If you haven't already cleaned out the impeller section of the motor, try that first. I find that if the impeller is making a grinding noise it is because sand has worn away the impeller shaft as well as the inside diameter of the impeller. Replacing both parts will fix the problem unless the impeller well is horribly damaged.

The part number for the AC 110 impeller shaft is A-16551 and the impeller is A-638. Replacement is easy, just remove the motor from the housing, remove the impeller and use a pair of pliers to pull the shaft straight out of the motor. Insert the new shaft, replace the impeller and install on the housing.

The impeller is about $15 and the shaft about $3.


----------



## puddleglum (Sep 11, 2014)

Scott Bryant said:


> I have an ac110 on my 75 with a school of lethrinops. I only use 2 pieces of the siphon because it was happening to me also. I don't have the problem anymore. You can easiliy take the motor off, pull out the impeller and clean the housing out. I used to do it all the time.
> 
> BTW, I run 2 110's on my 125. I use the same strategy because most africans will move substrate.


I have had shelldwellers cause the same problem with an aquaclear before, so I took the same route you are describing with my lethrinops. I have the intake tube as short as I can, but sand still got in there.

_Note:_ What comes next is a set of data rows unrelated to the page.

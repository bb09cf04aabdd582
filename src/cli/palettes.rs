//! Palettes command implementation.
//!
//! Lists the built-in palettes so their names can be passed to `--colours`.
//! Palette lines go to stdout; `--json` emits the same data machine-readable.

use clap::Args;

use crate::error::{FxError, Result};
use crate::output::{plural, Printer};
use crate::types::{NamedPalette, BUILTIN_PALETTES};

/// List the built-in colour palettes
#[derive(Args, Debug)]
pub struct PalettesArgs {
    /// Show a single palette by name
    #[arg(value_name = "NAME")]
    pub name: Option<String>,

    /// Print as JSON
    #[arg(long)]
    pub json: bool,
}

pub fn run(args: PalettesArgs, printer: &Printer) -> Result<()> {
    let palettes: Vec<&NamedPalette> = match &args.name {
        Some(name) => {
            let palette = NamedPalette::find(name).ok_or_else(|| FxError::Config {
                message: format!("unknown palette: {}", name),
                help: Some("run `pixfx palettes` to list the available names".to_string()),
            })?;
            vec![palette]
        }
        None => BUILTIN_PALETTES.iter().collect(),
    };

    if args.json {
        let json = serde_json::to_string_pretty(&palettes).map_err(|e| FxError::Build {
            message: format!("Failed to encode palettes: {}", e),
            help: None,
        })?;
        println!("{}", json);
        return Ok(());
    }

    for palette in &palettes {
        println!(
            "{} ({})",
            palette.name,
            plural(palette.colours.len(), "colour", "colours")
        );
        println!("  {}", palette.colours.join(" "));
    }

    printer.info("Listed", &plural(palettes.len(), "palette", "palettes"));
    Ok(())
}
//! Adaptive colour quantization with optional forced palettes.
//!
//! Reduction always runs through the NeuQuant adaptive quantizer. When a
//! palette is forced, the adaptive pass is still what assigns each pixel its
//! slot index; only the colour table behind those indices is replaced. That
//! keeps the spatial assignment of an adaptive reduction while painting it
//! with the caller's colours.

use color_quant::NeuQuant;
use image::{DynamicImage, Rgb, RgbImage};

use crate::error::{FxError, Result};
use crate::types::Colour;

/// NeuQuant sample factor: 1 is slowest and highest quality, 30 the fastest.
const SAMPLE_FACTOR: i32 = 10;

/// Reduce an image to `target` colours.
///
/// Without a forced palette the adaptive quantizer picks the colours. With
/// one, the palette is stretched or truncated to exactly `target` entries
/// and substituted for the adaptive table, slot for slot. The image is
/// flattened to RGB first; alpha does not survive quantization.
pub fn quantize(
    image: &DynamicImage,
    target: usize,
    forced: Option<&[Colour]>,
) -> Result<DynamicImage> {
    if target == 0 || target > 256 {
        return Err(FxError::Config {
            message: format!("colour count must be between 1 and 256, got {target}"),
            help: Some("pass a colour count in the 1-256 range".to_string()),
        });
    }

    let rgb = image.to_rgb8();
    let table = match forced {
        Some(colours) if !colours.is_empty() => Some(stretch_palette(colours, target)),
        _ => None,
    };
    Ok(DynamicImage::ImageRgb8(remap(&rgb, target, table.as_deref())))
}

/// Fit a palette to exactly `target` entries.
///
/// A palette at least `target` long is truncated. A shorter one is stretched
/// by grouped repetition: each colour repeated `target / len` times in order,
/// then the first `target % len` colours appended. `colours` must be
/// non-empty.
pub fn stretch_palette(colours: &[Colour], target: usize) -> Vec<Colour> {
    if colours.len() >= target {
        return colours[..target].to_vec();
    }

    let group_size = target / colours.len();
    let mut stretched = Vec::with_capacity(target);
    for &colour in colours {
        for _ in 0..group_size {
            stretched.push(colour);
        }
    }
    let remainder = target - stretched.len();
    stretched.extend_from_slice(&colours[..remainder]);
    stretched
}

/// Run the adaptive quantizer and map pixels through its index assignment,
/// reading colours from `table` when given and from the adaptive palette
/// otherwise.
fn remap(rgb: &RgbImage, target: usize, table: Option<&[Colour]>) -> RgbImage {
    let mut samples = Vec::with_capacity(rgb.pixels().len() * 4);
    for pixel in rgb.pixels() {
        samples.extend_from_slice(&[pixel[0], pixel[1], pixel[2], 255]);
    }

    let quantizer = NeuQuant::new(SAMPLE_FACTOR, target, &samples);
    let adaptive = quantizer.color_map_rgb();

    let mut out = RgbImage::new(rgb.width(), rgb.height());
    for (src, dst) in rgb.pixels().zip(out.pixels_mut()) {
        let index = quantizer.index_of(&[src[0], src[1], src[2], 255]);
        *dst = match table {
            Some(t) => Rgb::from(t[index]),
            None => Rgb([
                adaptive[index * 3],
                adaptive[index * 3 + 1],
                adaptive[index * 3 + 2],
            ]),
        };
    }
    out
}
//! The effect pipeline: an ordered list of stages applied to one image.

use image::DynamicImage;

use crate::effects::halftone::HalftoneOptions;
use crate::effects::{adjust, geometry, halftone, quantize, ResampleFilter};
use crate::error::Result;
use crate::types::{shuffle_colours, Colour, ColourSpec};

/// Per-image state shared by every stage of a run.
#[derive(Debug, Clone, Copy)]
pub struct StageContext {
    /// Dimensions at load time, before any stage ran.
    pub original_size: (u32, u32),
    /// Filter for stages that resize.
    pub filter: ResampleFilter,
}

/// One stage of the processing pipeline.
///
/// Stages are applied in the order the pipeline holds them; each consumes the
/// previous stage's output. Randomized stages (shuffled colour picks) draw
/// fresh randomness per image, so a batch reshuffles for every file.
#[derive(Debug, Clone)]
pub enum Effect {
    /// Fit to a target box and/or percentage scale.
    Resize { width: u32, height: u32, scale: u32 },
    /// Gaussian blur with an area-relative sigma.
    Blur { factor: f32 },
    /// Halftone dot rendering.
    Halftone {
        spec: ColourSpec,
        sample: u32,
        shuffle: bool,
    },
    /// Bi-level Floyd-Steinberg dithering.
    Dither,
    /// Reduce to `target` colours, optionally forcing a palette.
    Quantize {
        target: usize,
        spec: Option<ColourSpec>,
        shuffle: bool,
    },
    /// Keep the top `bits` bits per channel.
    Posterize { bits: u8 },
    /// Blocky downsample-upsample.
    Pixelize { size: u32 },
    /// Reduce to luminance.
    Grayscale,
    /// Scale colour channels.
    Brightness { factor: f32 },
    /// Scale HSL saturation.
    Saturation { factor: f32 },
    /// Knock out exact-match colours.
    Transparency { colours: Vec<Colour> },
    /// Rotate counter-clockwise by whole degrees.
    Rotate { degrees: i32 },
    /// Invert colour channels.
    Invert,
    /// Scale the alpha channel.
    Opacity { factor: f32 },
}

impl Effect {
    /// Apply this stage to an image.
    pub fn apply(&self, image: DynamicImage, ctx: &StageContext) -> Result<DynamicImage> {
        let filter = ctx.filter.filter_type();
        match self {
            Effect::Resize {
                width,
                height,
                scale,
            } => Ok(geometry::crop_resize(
                &image, *width, *height, *scale, filter,
            )),
            Effect::Blur { factor } => Ok(adjust::blur(&image, *factor)),
            Effect::Halftone {
                spec,
                sample,
                shuffle,
            } => {
                let options =
                    HalftoneOptions::from_spec(spec, *sample, *shuffle, &mut rand::thread_rng())?;
                let oversample = halftone::oversample_factor(
                    (image.width(), image.height()),
                    ctx.original_size,
                );
                halftone::render(&image, &options, oversample, filter)
            }
            Effect::Dither => Ok(adjust::dither(&image)),
            Effect::Quantize {
                target,
                spec,
                shuffle,
            } => {
                let forced = match spec {
                    Some(spec) => {
                        let (mut colours, _) = spec.resolve_lossy();
                        if *shuffle {
                            shuffle_colours(&mut colours, &mut rand::thread_rng());
                        }
                        colours
                    }
                    None => Vec::new(),
                };
                let forced = (!forced.is_empty()).then_some(forced);
                quantize::quantize(&image, *target, forced.as_deref())
            }
            Effect::Posterize { bits } => adjust::posterize(&image, *bits),
            Effect::Pixelize { size } => Ok(geometry::pixelize(&image, *size)),
            Effect::Grayscale => Ok(adjust::grayscale(&image)),
            Effect::Brightness { factor } => Ok(adjust::brightness(&image, *factor)),
            Effect::Saturation { factor } => Ok(adjust::saturation(&image, *factor)),
            Effect::Transparency { colours } => Ok(adjust::transparent_colours(&image, colours)),
            Effect::Rotate { degrees } => Ok(geometry::rotate(&image, *degrees)),
            Effect::Invert => {
                let mut image = image;
                image.invert();
                Ok(image)
            }
            Effect::Opacity { factor } => Ok(adjust::opacity(&image, *factor)),
        }
    }

    /// The fragment this stage appends to output file names.
    ///
    /// Floats format with a trailing `.0` when whole, so `--brightness 2`
    /// tags as `_br2.0`. Resize and transparency leave no tag; the final
    /// dimensions already carry the resize.
    pub fn filename_tag(&self) -> String {
        match self {
            Effect::Resize { .. } | Effect::Transparency { .. } => String::new(),
            Effect::Blur { factor } => format!("_blur{factor:?}"),
            Effect::Halftone { spec, sample, .. } => {
                format!("_halftone{sample}{}", spec.filename_tag())
            }
            Effect::Dither => "_dither".to_string(),
            Effect::Quantize { target, spec, .. } => {
                let mut tag = format!("_{target}color");
                if let Some(spec) = spec {
                    tag.push_str(&spec.filename_tag());
                }
                tag
            }
            Effect::Posterize { bits } => format!("_posterize{bits}"),
            Effect::Pixelize { size } => format!("_pixelized{size}"),
            Effect::Grayscale => "_grayscale".to_string(),
            Effect::Brightness { factor } => format!("_br{factor:?}"),
            Effect::Saturation { factor } => format!("_sat{factor:?}"),
            Effect::Rotate { degrees } => format!("_rotated{degrees}"),
            Effect::Invert => "_invert".to_string(),
            Effect::Opacity { factor } => format!("_opacity{factor:?}"),
        }
    }
}

/// An ordered list of effects plus the shared resample filter.
#[derive(Debug, Clone, Default)]
pub struct Pipeline {
    effects: Vec<Effect>,
    filter: ResampleFilter,
}

impl Pipeline {
    pub fn new(filter: ResampleFilter) -> Self {
        Self {
            effects: Vec::new(),
            filter,
        }
    }

    pub fn push(&mut self, effect: Effect) {
        self.effects.push(effect);
    }

    pub fn is_empty(&self) -> bool {
        self.effects.is_empty()
    }

    pub fn len(&self) -> usize {
        self.effects.len()
    }

    pub fn effects(&self) -> &[Effect] {
        &self.effects
    }

    /// Run every stage in order.
    ///
    /// The load-time dimensions are captured here so later stages can tell
    /// how far earlier ones have scaled the image.
    pub fn process(&self, image: DynamicImage) -> Result<DynamicImage> {
        let ctx = StageContext {
            original_size: (image.width(), image.height()),
            filter: self.filter,
        };

        let mut image = image;
        for effect in &self.effects {
            image = effect.apply(image, &ctx)?;
        }
        Ok(image)
    }

    /// Concatenated filename tags in stage order.
    pub fn filename_tags(&self) -> String {
        self.effects.iter().map(Effect::filename_tag).collect()
    }
}

#[cfg(test)]
mod tests {
    use super::*;
    use image::{Rgba, RgbaImage};
    use pretty_assertions::assert_eq;

    fn solid(width: u32, height: u32) -> DynamicImage {
        DynamicImage::ImageRgba8(RgbaImage::from_pixel(
            width,
            height,
            Rgba([120, 80, 40, 255]),
        ))
    }

    #[test]
    fn test_empty_pipeline_is_identity() {
        let pipeline = Pipeline::new(ResampleFilter::Nearest);
        let out = pipeline.process(solid(6, 4)).unwrap();
        assert_eq!((out.width(), out.height()), (6, 4));
        assert_eq!(out.to_rgba8().get_pixel(0, 0).0, [120, 80, 40, 255]);
    }

    #[test]
    fn test_stages_run_in_order() {
        let mut pipeline = Pipeline::new(ResampleFilter::Nearest);
        pipeline.push(Effect::Resize {
            width: 10,
            height: 0,
            scale: 0,
        });
        pipeline.push(Effect::Rotate { degrees: 90 });

        let out = pipeline.process(solid(20, 10)).unwrap();
        assert_eq!((out.width(), out.height()), (5, 10));
    }

    #[test]
    fn test_filename_tags_concatenate_in_order() {
        let mut pipeline = Pipeline::new(ResampleFilter::Lanczos);
        pipeline.push(Effect::Resize {
            width: 64,
            height: 0,
            scale: 0,
        });
        pipeline.push(Effect::Halftone {
            spec: ColourSpec::new("GameBoy"),
            sample: 10,
            shuffle: false,
        });
        pipeline.push(Effect::Brightness { factor: 2.0 });
        pipeline.push(Effect::Invert);

        assert_eq!(
            pipeline.filename_tags(),
            "_halftone10_gameboy_colorpalette_br2.0_invert"
        );
    }

    #[test]
    fn test_quantize_tag_includes_count_and_palette() {
        let effect = Effect::Quantize {
            target: 8,
            spec: Some(ColourSpec::new("#112233,#445566")),
            shuffle: false,
        };
        assert_eq!(effect.filename_tag(), "_8color_colors_112233_445566");
    }

    #[test]
    fn test_float_tags_keep_trailing_zero() {
        assert_eq!(
            Effect::Opacity { factor: 0.5 }.filename_tag(),
            "_opacity0.5"
        );
        assert_eq!(Effect::Blur { factor: 1.0 }.filename_tag(), "_blur1.0");
        assert_eq!(
            Effect::Saturation { factor: 1.25 }.filename_tag(),
            "_sat1.25"
        );
    }

    #[test]
    fn test_quantize_with_unresolvable_spec_falls_back_to_adaptive() {
        let effect = Effect::Quantize {
            target: 4,
            spec: Some(ColourSpec::new("bogus,tokens")),
            shuffle: false,
        };
        let ctx = StageContext {
            original_size: (6, 6),
            filter: ResampleFilter::Nearest,
        };
        let out = effect.apply(solid(6, 6), &ctx).unwrap();
        assert_eq!((out.width(), out.height()), (6, 6));
    }

    #[test]
    fn test_halftone_stage_errors_on_bad_colour() {
        let effect = Effect::Halftone {
            spec: ColourSpec::new("#nothex"),
            sample: 5,
            shuffle: false,
        };
        let ctx = StageContext {
            original_size: (10, 10),
            filter: ResampleFilter::Nearest,
        };
        assert!(effect.apply(solid(10, 10), &ctx).is_err());
    }
}
//! Point operations: brightness, saturation, posterize, opacity, blur,
//! dithering, and colour knockout.
//!
//! These stages touch pixel values without moving them. All of them keep the
//! alpha channel except where noted.

use image::imageops::{self, BiLevel};
use image::{DynamicImage, Rgba};
use palette::{Hsl, IntoColor, Srgb};

use crate::error::{FxError, Result};
use crate::types::Colour;

/// Scale each colour channel by `factor`, clamped to the channel range.
pub fn brightness(image: &DynamicImage, factor: f32) -> DynamicImage {
    let mut rgba = image.to_rgba8();
    for pixel in rgba.pixels_mut() {
        for channel in &mut pixel.0[..3] {
            *channel = (f32::from(*channel) * factor).round().clamp(0.0, 255.0) as u8;
        }
    }
    DynamicImage::ImageRgba8(rgba)
}

/// Scale HSL saturation by `factor`, clamped to `[0, 1]`.
///
/// A factor of 0 collapses to grayscale, 1 is identity, above 1 boosts.
pub fn saturation(image: &DynamicImage, factor: f32) -> DynamicImage {
    let mut rgba = image.to_rgba8();
    for pixel in rgba.pixels_mut() {
        let srgb = Srgb::new(
            f32::from(pixel[0]) / 255.0,
            f32::from(pixel[1]) / 255.0,
            f32::from(pixel[2]) / 255.0,
        );
        let mut hsl: Hsl = srgb.into_color();
        hsl.saturation = (hsl.saturation * factor).clamp(0.0, 1.0);
        let back: Srgb = hsl.into_color();

        pixel[0] = (back.red * 255.0).round() as u8;
        pixel[1] = (back.green * 255.0).round() as u8;
        pixel[2] = (back.blue * 255.0).round() as u8;
    }
    DynamicImage::ImageRgba8(rgba)
}

/// Keep the top `bits` bits of every colour channel.
pub fn posterize(image: &DynamicImage, bits: u8) -> Result<DynamicImage> {
    if !(1..=8).contains(&bits) {
        return Err(FxError::Config {
            message: format!("posterize bits must be between 1 and 8, got {bits}"),
            help: None,
        });
    }

    let mask = 0xFFu8 << (8 - bits);
    let mut rgba = image.to_rgba8();
    for pixel in rgba.pixels_mut() {
        for channel in &mut pixel.0[..3] {
            *channel &= mask;
        }
    }
    Ok(DynamicImage::ImageRgba8(rgba))
}

/// Scale the alpha channel by `factor` with truncating conversion.
pub fn opacity(image: &DynamicImage, factor: f32) -> DynamicImage {
    let mut rgba = image.to_rgba8();
    for pixel in rgba.pixels_mut() {
        pixel[3] = (f32::from(pixel[3]) * factor) as u8;
    }
    DynamicImage::ImageRgba8(rgba)
}

/// Knock out every pixel whose RGB exactly matches one of `colours`.
///
/// Matching pixels become fully transparent black; near-miss shades are left
/// alone.
pub fn transparent_colours(image: &DynamicImage, colours: &[Colour]) -> DynamicImage {
    let mut rgba = image.to_rgba8();
    for pixel in rgba.pixels_mut() {
        let rgb = [pixel[0], pixel[1], pixel[2]];
        if colours.iter().any(|c| c.channels() == rgb) {
            *pixel = Rgba([0, 0, 0, 0]);
        }
    }
    DynamicImage::ImageRgba8(rgba)
}

/// Gaussian blur with an area-relative sigma.
///
/// The sigma is `factor * sqrt(w * h) / 1000`, so the same factor blurs a
/// large image about as visibly as a small one. Non-positive sigma is a
/// no-op.
pub fn blur(image: &DynamicImage, factor: f32) -> DynamicImage {
    let sigma = blur_sigma(image.width(), image.height(), factor);
    if sigma <= 0.0 {
        return image.clone();
    }
    image.blur(sigma)
}

/// The blur sigma for an image area and blur factor.
pub fn blur_sigma(width: u32, height: u32, factor: f32) -> f32 {
    factor * ((width as f64 * height as f64).sqrt() as f32) / 1000.0
}

/// Reduce to luminance.
pub fn grayscale(image: &DynamicImage) -> DynamicImage {
    DynamicImage::ImageLuma8(image.to_luma8())
}

/// Floyd-Steinberg bi-level dithering of the luminance.
pub fn dither(image: &DynamicImage) -> DynamicImage {
    let mut gray = image.to_luma8();
    imageops::dither(&mut gray, &BiLevel);
    DynamicImage::ImageLuma8(gray)
}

When/if get a 125 some day, I'll go with an overflow/sump/wet-dry. For now I am going to go with another canister, I think.


----------



## DrgRcr (Jun 23, 2009)

I also have a group of Lethrinops in a tank with an aquaclear, but I never had an issue with the intake up higher. Ditto on replacing the impeller and shaft to make it like new. Once you do that, try using a sponge pre-filter or make your own. Just cut a slot on a piece and slide it over the intake.


----------



## smitty814 (Sep 27, 2012)

Title says it all.


----------



## DrgRcr (Jun 23, 2009)

I have 15 AC's running and literally never had an issue. The only impeller I ever had to replace was because I damaged it myself. You either need to run the intakes up higher or use sponge pre-filters. Also, do not neglect cleaning out the impeller area when doing filter maintenance also. I think many people overlook this step. Gunk does build up in there, like it would with almost any filter.


----------



## noddy (Nov 20, 2006)

I use sand in all my tanks, for that reason alone I will not use aquaclear filters. I found that using a sponge on the intake would result in it getting clogged and making the filter useless in a matter of days. I use only Eheim canisters (because the motor is located on the top of the filter), and I use an emperor 400 for polishing on my 210g.


----------



## puddleglum (Sep 11, 2014)

I do like Aquaclears and think they are great filters, just not when sand is involved.


----------